I got a chance to drive the fuel-cell vehicle in Manhattan on Wednesday, the first press-preview day for the New York International Auto Show at the Jacob Javits Center.

The Mirai was initially shown at the New York show about a year ago.

PRESS CARS: Outside the convention center on 11th Avenue in Manhattan, Range Rovers, Jaguars, Mercedes-Benzes and many other vehicles were pressed into service as media shuttles. That's where I got behind the wheel of a dark-colored Toyota Mirai fuel-cell vehicle that was doubled parked and left running. A Toyota employee was in the passenger seat.

Electricity from oxygen

Often called the ultimate green car, a fuel-cell vehicle generates electricity by forcing a fuel to react with oxygen.

In the case of the Mirai, that fuel is hydrogen, and limited hydrogen fueling stations are why Toyota is only selling the car in California now.

The Mirai also carries hybrid-like batteries and an electric motor.

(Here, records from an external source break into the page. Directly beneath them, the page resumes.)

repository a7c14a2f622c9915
use std::path::PathBuf;

use anyhow::{Context, Result};
use chrono::{Datelike, Duration, NaiveDate, Weekday};

/// Trading days written per symbol.
const DAYS: usize = 250;

/// Minimal deterministic PRNG (xoshiro256**)
struct SimpleRng {
    state: [u64; 4],
}

impl SimpleRng {
    fn new(seed: u64) -> Self {
        let mut s = [0u64; 4];
        let mut x = seed;
        for slot in &mut s {
            x = x.wrapping_mul(6364136223846793005).wrapping_add(1);
            *slot = x;
        }
        SimpleRng { state: s }
    }

    fn next_u64(&mut self) -> u64 {
        let result = (self.state[1].wrapping_mul(5))
            .rotate_left(7)
            .wrapping_mul(9);
        let t = self.state[1] << 17;
        self.state[2] ^= self.state[0];
        self.state[3] ^= self.state[1];
        self.state[1] ^= self.state[2];
        self.state[0] ^= self.state[3];
        self.state[2] ^= t;
        self.state[3] = self.state[3].rotate_left(45);
        result
    }

    fn next_f64(&mut self) -> f64 {
        (self.next_u64() >> 11) as f64 / (1u64 << 53) as f64
    }

    /// Box-Muller transform for normal distribution
    fn gauss(&mut self, mean: f64, std_dev: f64) -> f64 {
        let u1 = self.next_f64().max(1e-15);
        let u2 = self.next_f64();
        let z = (-2.0 * u1.ln()).sqrt() * (2.0 * std::f64::consts::PI * u2).cos();
        mean + std_dev * z
    }
}

/// Weekdays starting at `start`, `n` of them.
fn business_days(start: NaiveDate, n: usize) -> Vec<NaiveDate> {
    let mut days = Vec::with_capacity(n);
    let mut day = start;
    while days.len() < n {
        if !matches!(day.weekday(), Weekday::Sat | Weekday::Sun) {
            days.push(day);
        }
        day += Duration::days(1);
    }
    days
}

fn round2(v: f64) -> f64 {
    (v * 100.0).round() / 100.0
}

fn main() -> Result<()> {
    let out_dir = PathBuf::from(
        std::env::args()
            .nth(1)
            .unwrap_or_else(|| "sample_data".to_string()),
    );
    std::fs::create_dir_all(&out_dir)
        .with_context(|| format!("creating {}", out_dir.display()))?;

    let mut rng = SimpleRng::new(42);
    let start = NaiveDate::from_ymd_opt(2024, 1, 2).context("invalid start date")?;
    let days = business_days(start, DAYS);

    // (symbol, starting price, daily drift, daily volatility)
    let symbols = [
        ("AAPL", 185.0, 0.0004, 0.015),
        ("MSFT", 370.0, 0.0006, 0.013),
        ("GOOG", 140.0, 0.0003, 0.018),
    ];

    for (symbol, start_price, drift, vol) in symbols {
        let path = out_dir.join(format!("{symbol}.csv"));
        let mut writer = csv::Writer::from_path(&path)
            .with_context(|| format!("creating {}", path.display()))?;
        writer.write_record(["symbol", "datetime", "open", "high", "low", "close", "volume"])?;

        let mut close: f64 = start_price;
        for day in &days {
            let open = close * (1.0 + rng.gauss(0.0, vol / 4.0));
            close = (open * (1.0 + rng.gauss(drift, vol))).max(1.0);
            let high = open.max(close) * (1.0 + rng.next_f64() * vol / 2.0);
            let low = open.min(close) * (1.0 - rng.next_f64() * vol / 2.0);
            let volume = 20_000_000 + (rng.next_f64() * 60_000_000.0) as u64;

            writer.write_record([
                symbol.to_string(),
                format!("{day} 16:00:00"),
                format!("{:.2}", round2(open)),
                format!("{:.2}", round2(high)),
                format!("{:.2}", round2(low)),
                format!("{:.2}", round2(close)),
                volume.to_string(),
            ])?;
        }
        writer.flush()?;
    }

    println!(
        "Wrote {} days of prices for {} symbols to {}",
        days.len(),
        symbols.len(),
        out_dir.display()
    );
    Ok(())
}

Generating electricity produces no harmful emissions from the Mirai, but a button on the dash must be pushed periodically to purge "pure water" through a rear pipe.

How quaint.

Refueling at a hydrogen pump gives up to 300 miles per fill, which takes about 5 minutes. The power train is far more complex than in a car like the Nissan Leaf or a BMW i3 powered by a battery and electric motor (Photo credit: Popular Science).

Torque steer, noise

I drove the Mirai around the convention center in heavy traffic, but got a chance to punch it twice, if that's even possible in a car with the equivalent of about 150 horsepower.

Unlike Tesla's one-speed transmission, you can hear the Mirai's transmission shifting, and when you accelerate too hard, you also get torque steer and more noise.

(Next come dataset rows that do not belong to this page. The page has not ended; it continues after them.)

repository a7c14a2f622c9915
pub mod panels;
pub mod plot;
pub mod table;
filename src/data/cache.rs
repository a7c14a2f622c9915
use std::collections::HashMap;
use std::path::{Path, PathBuf};

use super::loader::{LoadReport, load_folder};

/// Folder-mode loads memoized by path.
///
/// Entries live until [`FolderCache::invalidate`] is called for their path;
/// there is no expiry.
#[derive(Debug, Default)]
pub struct FolderCache {
    entries: HashMap<PathBuf, LoadReport>,
}

impl FolderCache {
    /// Return the memoized report for `path`, loading it on first use.
    pub fn get_or_load(&mut self, path: &Path) -> LoadReport {
        if let Some(hit) = self.entries.get(path) {
            log::debug!("Folder cache hit for {}", path.display());
            return hit.clone();
        }
        let report = load_folder(path);
        self.entries.insert(path.to_path_buf(), report.clone());
        report
    }

    /// Drop the entry for `path`. Returns whether one existed.
    pub fn invalidate(&mut self, path: &Path) -> bool {
        self.entries.remove(path).is_some()
    }

    #[cfg(test)]
    pub(crate) fn contains(&self, path: &Path) -> bool {
        self.entries.contains_key(path)
    }

    #[cfg(test)]
    pub(crate) fn len(&self) -> usize {
        self.entries.len()
    }
}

The Tesla Model S is not only quiet. It has the heft of a luxury car and a well-cushioned ride, both missing in the Toyota, as well as incredible speed with little fuss or muss.

Those same qualities are expected in the smaller Tesla Model 3 that will be unveiled on March 31.

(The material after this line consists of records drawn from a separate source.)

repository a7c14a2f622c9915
use eframe::egui::{self, Align2, Color32, Id, LayerId, Order, ScrollArea, TextStyle};

use crate::data::filter::FilteredView;
use crate::state::{AppState, Settings};
use crate::ui::{panels, plot, table};

// ---------------------------------------------------------------------------
// eframe App implementation
// ---------------------------------------------------------------------------

pub struct StockVisualizerApp {
    pub state: AppState,
}

impl StockVisualizerApp {
    /// Restore the settings saved by the previous session, if any.
    pub fn new(cc: &eframe::CreationContext<'_>) -> Self {
        let settings: Settings = cc
            .storage
            .and_then(|storage| eframe::get_value(storage, eframe::APP_KEY))
            .unwrap_or_default();
        Self {
            state: AppState::from_settings(settings),
        }
    }
}

impl eframe::App for StockVisualizerApp {
    fn update(&mut self, ctx: &egui::Context, _frame: &mut eframe::Frame) {
        accept_dropped_files(ctx, &mut self.state);

        // ---- Top panel: menu bar ----
        egui::TopBottomPanel::top("top_bar").show(ctx, |ui| {
            panels::top_bar(ui, &mut self.state);
        });

        // ---- Left side panel: source and symbol ----
        egui::SidePanel::left("control_panel")
            .default_width(240.0)
            .resizable(true)
            .show(ctx, |ui| {
                panels::side_panel(ui, &mut self.state);
            });

        // ---- Central panel: dashboard ----
        egui::CentralPanel::default().show(ctx, |ui| {
            ScrollArea::vertical()
                .auto_shrink([false, false])
                .show(ui, |ui| {
                    ui.heading("Simple Stock Visualizer");
                    ui.add_space(4.0);
                    panels::notices(ui, &self.state);

                    let Some(summary) = self.state.view.as_ref().and_then(FilteredView::summary)
                    else {
                        return;
                    };

                    ui.add_space(8.0);
                    panels::metrics_row(ui, &summary);
                    ui.add_space(8.0);
                    plot::price_chart(ui, &self.state);

                    ui.add_space(8.0);
                    ui.heading("Recent Data");
                    if let Some(view) = &self.state.view {
                        table::recent_table(ui, view);
                    }

                    ui.add_space(8.0);
                    panels::download_button(ui, &mut self.state);
                });
        });
    }

    fn save(&mut self, storage: &mut dyn eframe::Storage) {
        eframe::set_value(storage, eframe::APP_KEY, &self.state.settings());
    }
}

/// Queue dropped files as uploads and dim the window while files hover.
fn accept_dropped_files(ctx: &egui::Context, state: &mut AppState) {
    let hovering = ctx.input(|i| !i.raw.hovered_files.is_empty());
    if hovering {
        let painter = ctx.layer_painter(LayerId::new(Order::Foreground, Id::new("drop_target")));
        let screen = ctx.screen_rect();
        painter.rect_filled(screen, 0.0, Color32::from_black_alpha(160));
        painter.text(
            screen.center(),
            Align2::CENTER_CENTER,
            "Drop CSV files to upload",
            TextStyle::Heading.resolve(&ctx.style()),
            Color32::WHITE,
        );
    }

    let dropped = ctx.input(|i| i.raw.dropped_files.clone());
    if !dropped.is_empty() {
        panels::accept_dropped_files(state, dropped);
    }
}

I also missed the regenerative braking that slows an electric car once you lift off of the gas pedal.

Free hydrogen?

At the auto show, Toyota said Mirai owners will get free hydrogen for three years, in contrast to Tesla's nationwide network of free-for-life super-fast electric chargers.

The No. 1 Japanese automaker may have no choice but to pitch the Mirai as the world's most environmentally responsible vehicle.

It certainly isn't the quietest, fastest or most enjoyable.

But focusing on its green credentials will be a hard sell, given how giddy consumers are rushing out to buy SUVs and pickup trucks to take advantage of low gasoline prices.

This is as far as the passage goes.